───── DATASET ─────
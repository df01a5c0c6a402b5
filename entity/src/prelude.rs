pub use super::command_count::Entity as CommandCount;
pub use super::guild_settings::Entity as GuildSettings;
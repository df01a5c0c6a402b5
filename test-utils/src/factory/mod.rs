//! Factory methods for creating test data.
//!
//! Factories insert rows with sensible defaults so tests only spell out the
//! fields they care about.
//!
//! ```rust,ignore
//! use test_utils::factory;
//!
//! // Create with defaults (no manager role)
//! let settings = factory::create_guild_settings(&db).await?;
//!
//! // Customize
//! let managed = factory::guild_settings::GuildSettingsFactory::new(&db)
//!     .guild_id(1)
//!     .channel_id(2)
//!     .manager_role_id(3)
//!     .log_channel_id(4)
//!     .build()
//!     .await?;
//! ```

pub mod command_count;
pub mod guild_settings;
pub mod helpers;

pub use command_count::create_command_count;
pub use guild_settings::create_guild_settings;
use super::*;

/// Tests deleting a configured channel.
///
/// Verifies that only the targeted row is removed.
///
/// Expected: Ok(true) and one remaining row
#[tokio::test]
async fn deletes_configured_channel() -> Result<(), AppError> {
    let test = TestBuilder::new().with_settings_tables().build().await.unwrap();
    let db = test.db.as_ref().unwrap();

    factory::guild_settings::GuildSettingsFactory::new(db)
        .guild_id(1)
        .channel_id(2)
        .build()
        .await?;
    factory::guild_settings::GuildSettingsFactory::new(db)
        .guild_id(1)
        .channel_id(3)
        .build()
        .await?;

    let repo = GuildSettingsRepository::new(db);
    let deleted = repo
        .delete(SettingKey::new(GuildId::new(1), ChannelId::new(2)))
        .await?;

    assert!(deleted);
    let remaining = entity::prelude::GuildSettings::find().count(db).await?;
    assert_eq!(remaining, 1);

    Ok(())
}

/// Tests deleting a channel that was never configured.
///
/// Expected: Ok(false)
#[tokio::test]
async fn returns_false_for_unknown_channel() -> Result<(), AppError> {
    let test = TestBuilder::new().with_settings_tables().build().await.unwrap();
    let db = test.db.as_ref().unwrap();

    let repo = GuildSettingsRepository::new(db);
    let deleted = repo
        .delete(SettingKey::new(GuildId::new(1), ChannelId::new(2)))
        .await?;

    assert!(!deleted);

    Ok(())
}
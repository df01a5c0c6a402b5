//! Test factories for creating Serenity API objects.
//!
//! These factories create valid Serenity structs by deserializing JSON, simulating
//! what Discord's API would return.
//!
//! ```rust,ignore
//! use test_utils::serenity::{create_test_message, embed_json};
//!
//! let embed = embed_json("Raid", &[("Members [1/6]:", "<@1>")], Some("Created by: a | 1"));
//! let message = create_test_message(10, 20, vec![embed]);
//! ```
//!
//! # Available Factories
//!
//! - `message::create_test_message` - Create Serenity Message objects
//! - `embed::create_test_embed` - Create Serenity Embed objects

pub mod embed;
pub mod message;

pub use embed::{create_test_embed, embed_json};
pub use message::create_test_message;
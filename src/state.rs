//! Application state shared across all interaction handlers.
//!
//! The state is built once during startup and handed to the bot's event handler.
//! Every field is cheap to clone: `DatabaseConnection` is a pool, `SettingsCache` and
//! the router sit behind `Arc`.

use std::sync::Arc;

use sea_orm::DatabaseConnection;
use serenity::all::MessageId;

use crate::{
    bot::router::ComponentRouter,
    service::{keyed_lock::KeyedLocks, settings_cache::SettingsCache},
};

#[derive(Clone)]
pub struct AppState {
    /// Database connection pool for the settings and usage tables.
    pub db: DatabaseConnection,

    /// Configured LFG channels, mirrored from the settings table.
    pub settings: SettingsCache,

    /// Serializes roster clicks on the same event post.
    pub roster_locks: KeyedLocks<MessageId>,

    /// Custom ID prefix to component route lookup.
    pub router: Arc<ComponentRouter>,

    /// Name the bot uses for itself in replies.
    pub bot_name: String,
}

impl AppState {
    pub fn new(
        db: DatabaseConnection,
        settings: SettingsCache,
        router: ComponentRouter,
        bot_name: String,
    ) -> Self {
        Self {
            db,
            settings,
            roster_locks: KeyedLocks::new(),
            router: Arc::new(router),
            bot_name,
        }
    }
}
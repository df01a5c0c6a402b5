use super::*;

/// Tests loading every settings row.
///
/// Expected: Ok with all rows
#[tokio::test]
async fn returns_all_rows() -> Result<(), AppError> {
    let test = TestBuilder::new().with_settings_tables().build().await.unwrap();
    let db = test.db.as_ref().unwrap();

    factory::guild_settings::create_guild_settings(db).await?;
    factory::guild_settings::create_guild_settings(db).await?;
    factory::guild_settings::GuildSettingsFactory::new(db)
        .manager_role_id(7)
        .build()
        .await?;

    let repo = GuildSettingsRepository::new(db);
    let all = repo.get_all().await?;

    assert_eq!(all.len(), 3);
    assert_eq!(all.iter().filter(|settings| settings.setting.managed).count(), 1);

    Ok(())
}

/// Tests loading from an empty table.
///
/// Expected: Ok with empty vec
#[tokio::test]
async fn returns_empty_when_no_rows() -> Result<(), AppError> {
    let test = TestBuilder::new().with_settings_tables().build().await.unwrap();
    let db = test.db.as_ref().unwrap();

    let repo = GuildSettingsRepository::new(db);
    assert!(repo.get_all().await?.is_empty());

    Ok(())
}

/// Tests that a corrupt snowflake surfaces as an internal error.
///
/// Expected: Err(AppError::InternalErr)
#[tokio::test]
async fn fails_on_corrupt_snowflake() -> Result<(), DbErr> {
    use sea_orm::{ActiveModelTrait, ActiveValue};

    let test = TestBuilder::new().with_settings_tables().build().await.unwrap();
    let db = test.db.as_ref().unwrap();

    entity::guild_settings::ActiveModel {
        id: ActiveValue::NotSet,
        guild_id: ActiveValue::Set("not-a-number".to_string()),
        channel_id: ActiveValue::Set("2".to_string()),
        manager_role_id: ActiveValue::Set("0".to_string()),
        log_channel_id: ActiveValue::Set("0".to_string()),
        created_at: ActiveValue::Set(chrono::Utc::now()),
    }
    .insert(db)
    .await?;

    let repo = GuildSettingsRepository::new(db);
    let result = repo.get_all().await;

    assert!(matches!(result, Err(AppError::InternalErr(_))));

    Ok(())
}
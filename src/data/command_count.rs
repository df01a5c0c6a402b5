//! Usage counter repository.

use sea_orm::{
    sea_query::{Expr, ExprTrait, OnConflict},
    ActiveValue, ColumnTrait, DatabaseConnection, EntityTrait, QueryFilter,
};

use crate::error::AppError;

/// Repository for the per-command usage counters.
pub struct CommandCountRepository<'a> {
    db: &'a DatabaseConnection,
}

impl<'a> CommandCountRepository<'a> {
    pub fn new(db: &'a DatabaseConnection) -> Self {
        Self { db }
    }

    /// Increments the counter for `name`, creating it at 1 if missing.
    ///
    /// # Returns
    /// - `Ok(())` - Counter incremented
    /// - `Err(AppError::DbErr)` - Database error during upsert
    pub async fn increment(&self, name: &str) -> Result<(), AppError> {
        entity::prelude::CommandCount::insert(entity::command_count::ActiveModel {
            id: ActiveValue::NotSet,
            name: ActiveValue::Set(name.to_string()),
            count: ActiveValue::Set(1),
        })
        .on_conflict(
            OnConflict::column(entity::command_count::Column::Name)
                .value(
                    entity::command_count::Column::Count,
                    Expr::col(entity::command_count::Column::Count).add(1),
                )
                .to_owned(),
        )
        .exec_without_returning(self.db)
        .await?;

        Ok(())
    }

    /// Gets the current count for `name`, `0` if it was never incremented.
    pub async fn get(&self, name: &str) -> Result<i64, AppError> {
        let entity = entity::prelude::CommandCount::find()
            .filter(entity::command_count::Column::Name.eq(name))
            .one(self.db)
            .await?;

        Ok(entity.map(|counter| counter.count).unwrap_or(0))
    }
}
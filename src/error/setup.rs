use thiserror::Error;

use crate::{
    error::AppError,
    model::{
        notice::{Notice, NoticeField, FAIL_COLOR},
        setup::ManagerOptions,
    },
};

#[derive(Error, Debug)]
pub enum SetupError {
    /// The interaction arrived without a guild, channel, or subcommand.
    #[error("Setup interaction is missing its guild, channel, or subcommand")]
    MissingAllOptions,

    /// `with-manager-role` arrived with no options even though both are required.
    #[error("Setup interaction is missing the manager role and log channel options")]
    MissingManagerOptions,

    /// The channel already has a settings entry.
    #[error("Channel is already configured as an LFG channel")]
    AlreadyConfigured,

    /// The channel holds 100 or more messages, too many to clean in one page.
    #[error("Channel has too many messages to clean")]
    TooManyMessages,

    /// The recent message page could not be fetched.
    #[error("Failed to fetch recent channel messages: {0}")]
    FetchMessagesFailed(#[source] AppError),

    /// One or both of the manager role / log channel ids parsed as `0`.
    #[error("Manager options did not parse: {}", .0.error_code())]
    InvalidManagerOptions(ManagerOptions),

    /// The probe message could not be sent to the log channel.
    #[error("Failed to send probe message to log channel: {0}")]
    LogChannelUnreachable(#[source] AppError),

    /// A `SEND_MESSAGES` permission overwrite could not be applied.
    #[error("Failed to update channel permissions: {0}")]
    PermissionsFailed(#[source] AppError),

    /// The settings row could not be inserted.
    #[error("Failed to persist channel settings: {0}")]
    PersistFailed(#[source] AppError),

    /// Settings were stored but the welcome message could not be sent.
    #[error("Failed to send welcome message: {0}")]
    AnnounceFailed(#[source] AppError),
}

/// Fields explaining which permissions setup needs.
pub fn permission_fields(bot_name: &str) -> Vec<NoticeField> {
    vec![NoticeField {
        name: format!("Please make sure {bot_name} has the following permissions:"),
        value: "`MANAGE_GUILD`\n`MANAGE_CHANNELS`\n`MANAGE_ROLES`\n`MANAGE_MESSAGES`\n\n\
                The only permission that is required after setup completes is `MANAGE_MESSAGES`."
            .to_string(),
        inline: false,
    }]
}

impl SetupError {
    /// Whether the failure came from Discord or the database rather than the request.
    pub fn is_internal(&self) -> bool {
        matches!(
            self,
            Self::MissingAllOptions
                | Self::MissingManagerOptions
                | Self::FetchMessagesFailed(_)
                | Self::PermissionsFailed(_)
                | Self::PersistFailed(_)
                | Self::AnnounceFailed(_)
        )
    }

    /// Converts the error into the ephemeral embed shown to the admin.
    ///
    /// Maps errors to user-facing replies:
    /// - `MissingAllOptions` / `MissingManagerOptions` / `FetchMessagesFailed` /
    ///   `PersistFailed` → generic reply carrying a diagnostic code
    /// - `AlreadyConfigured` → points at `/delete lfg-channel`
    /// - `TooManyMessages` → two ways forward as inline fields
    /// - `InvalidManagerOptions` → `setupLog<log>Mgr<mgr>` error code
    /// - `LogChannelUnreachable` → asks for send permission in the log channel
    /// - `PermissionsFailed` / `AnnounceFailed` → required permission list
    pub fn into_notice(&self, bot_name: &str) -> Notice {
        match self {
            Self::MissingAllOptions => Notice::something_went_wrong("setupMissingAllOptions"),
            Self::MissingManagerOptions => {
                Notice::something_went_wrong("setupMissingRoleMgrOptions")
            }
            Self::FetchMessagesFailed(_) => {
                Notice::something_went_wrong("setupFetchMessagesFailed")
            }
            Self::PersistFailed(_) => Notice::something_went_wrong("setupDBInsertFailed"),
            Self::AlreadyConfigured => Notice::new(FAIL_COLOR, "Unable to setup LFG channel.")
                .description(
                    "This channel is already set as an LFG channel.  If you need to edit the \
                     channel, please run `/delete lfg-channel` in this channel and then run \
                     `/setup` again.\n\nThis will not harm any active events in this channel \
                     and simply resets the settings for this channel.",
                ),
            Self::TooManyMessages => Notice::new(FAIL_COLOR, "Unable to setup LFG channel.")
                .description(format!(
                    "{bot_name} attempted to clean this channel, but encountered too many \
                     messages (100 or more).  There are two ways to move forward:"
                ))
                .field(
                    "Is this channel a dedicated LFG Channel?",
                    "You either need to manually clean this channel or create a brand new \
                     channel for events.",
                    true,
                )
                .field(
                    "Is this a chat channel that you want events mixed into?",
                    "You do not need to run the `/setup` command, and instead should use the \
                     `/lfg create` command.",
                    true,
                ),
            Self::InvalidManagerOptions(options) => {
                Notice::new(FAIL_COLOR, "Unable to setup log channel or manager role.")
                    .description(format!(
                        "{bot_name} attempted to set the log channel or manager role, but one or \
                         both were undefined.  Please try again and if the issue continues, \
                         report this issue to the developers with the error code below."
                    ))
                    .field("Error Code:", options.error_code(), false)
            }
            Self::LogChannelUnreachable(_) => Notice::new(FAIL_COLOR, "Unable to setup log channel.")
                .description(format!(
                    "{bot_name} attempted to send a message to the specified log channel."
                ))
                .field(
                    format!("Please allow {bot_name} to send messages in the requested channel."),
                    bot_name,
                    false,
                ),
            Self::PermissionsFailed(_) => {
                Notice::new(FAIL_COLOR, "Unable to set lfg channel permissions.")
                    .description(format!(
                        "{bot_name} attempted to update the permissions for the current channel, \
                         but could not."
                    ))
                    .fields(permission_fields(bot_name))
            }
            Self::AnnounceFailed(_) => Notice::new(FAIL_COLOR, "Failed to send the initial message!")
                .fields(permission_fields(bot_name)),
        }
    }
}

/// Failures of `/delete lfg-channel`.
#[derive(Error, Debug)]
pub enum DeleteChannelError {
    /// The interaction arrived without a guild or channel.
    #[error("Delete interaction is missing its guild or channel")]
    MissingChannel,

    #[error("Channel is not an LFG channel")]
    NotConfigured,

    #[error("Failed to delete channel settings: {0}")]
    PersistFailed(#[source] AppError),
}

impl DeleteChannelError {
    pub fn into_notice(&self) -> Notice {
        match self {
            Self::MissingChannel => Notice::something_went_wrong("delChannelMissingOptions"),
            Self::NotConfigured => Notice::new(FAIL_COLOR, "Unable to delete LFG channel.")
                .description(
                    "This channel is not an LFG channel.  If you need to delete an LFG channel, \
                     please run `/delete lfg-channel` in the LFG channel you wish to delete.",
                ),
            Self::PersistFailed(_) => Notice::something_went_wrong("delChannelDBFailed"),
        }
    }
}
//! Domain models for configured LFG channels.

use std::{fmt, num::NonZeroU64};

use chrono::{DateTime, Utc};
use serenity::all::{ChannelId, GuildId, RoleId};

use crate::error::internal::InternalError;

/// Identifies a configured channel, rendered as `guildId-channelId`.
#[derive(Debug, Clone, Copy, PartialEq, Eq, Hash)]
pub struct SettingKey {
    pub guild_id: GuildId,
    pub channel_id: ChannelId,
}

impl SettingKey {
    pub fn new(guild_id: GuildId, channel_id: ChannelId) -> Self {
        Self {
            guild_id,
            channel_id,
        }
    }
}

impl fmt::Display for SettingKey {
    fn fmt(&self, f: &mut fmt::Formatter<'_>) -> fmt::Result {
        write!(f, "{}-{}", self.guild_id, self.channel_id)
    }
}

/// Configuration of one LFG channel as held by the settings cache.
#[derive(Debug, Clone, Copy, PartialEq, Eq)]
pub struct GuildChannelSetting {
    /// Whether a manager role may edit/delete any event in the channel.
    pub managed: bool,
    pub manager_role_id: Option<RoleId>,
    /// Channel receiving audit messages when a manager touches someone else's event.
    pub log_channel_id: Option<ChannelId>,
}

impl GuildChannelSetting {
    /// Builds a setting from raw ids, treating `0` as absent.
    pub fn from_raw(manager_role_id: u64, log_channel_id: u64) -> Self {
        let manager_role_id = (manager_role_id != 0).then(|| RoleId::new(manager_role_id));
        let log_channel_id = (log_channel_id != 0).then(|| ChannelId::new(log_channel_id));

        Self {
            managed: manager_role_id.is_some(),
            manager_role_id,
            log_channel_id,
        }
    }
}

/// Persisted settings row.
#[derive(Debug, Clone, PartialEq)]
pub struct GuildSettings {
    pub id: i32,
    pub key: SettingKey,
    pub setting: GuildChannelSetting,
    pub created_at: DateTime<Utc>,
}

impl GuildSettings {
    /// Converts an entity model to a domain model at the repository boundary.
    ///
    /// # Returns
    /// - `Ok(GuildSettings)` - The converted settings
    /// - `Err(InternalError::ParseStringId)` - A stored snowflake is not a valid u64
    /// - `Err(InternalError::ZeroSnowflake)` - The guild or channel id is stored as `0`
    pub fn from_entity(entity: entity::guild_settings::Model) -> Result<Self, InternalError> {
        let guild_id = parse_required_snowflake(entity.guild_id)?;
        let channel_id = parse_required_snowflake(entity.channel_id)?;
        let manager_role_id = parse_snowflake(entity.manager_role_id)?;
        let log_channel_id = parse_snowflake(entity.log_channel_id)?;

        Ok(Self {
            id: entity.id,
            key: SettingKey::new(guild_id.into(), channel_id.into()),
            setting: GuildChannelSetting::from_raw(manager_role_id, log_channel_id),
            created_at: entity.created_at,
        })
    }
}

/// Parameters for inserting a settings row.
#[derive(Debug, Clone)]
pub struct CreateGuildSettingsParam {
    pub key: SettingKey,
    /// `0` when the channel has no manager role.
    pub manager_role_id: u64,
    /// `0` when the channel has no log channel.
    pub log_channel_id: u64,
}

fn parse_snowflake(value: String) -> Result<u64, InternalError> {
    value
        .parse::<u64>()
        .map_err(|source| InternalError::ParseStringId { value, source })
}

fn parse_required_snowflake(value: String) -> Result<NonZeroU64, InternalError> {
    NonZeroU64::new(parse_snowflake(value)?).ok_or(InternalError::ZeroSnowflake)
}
─────
INSTRUCTIONS TO FOLLOW
Copy out the lines of the data where the word "edit" can be found.

SOLUTION
                    "This channel is already set as an LFG channel.  If you need to edit the \
    /// Whether a manager role may edit/delete any event in the channel.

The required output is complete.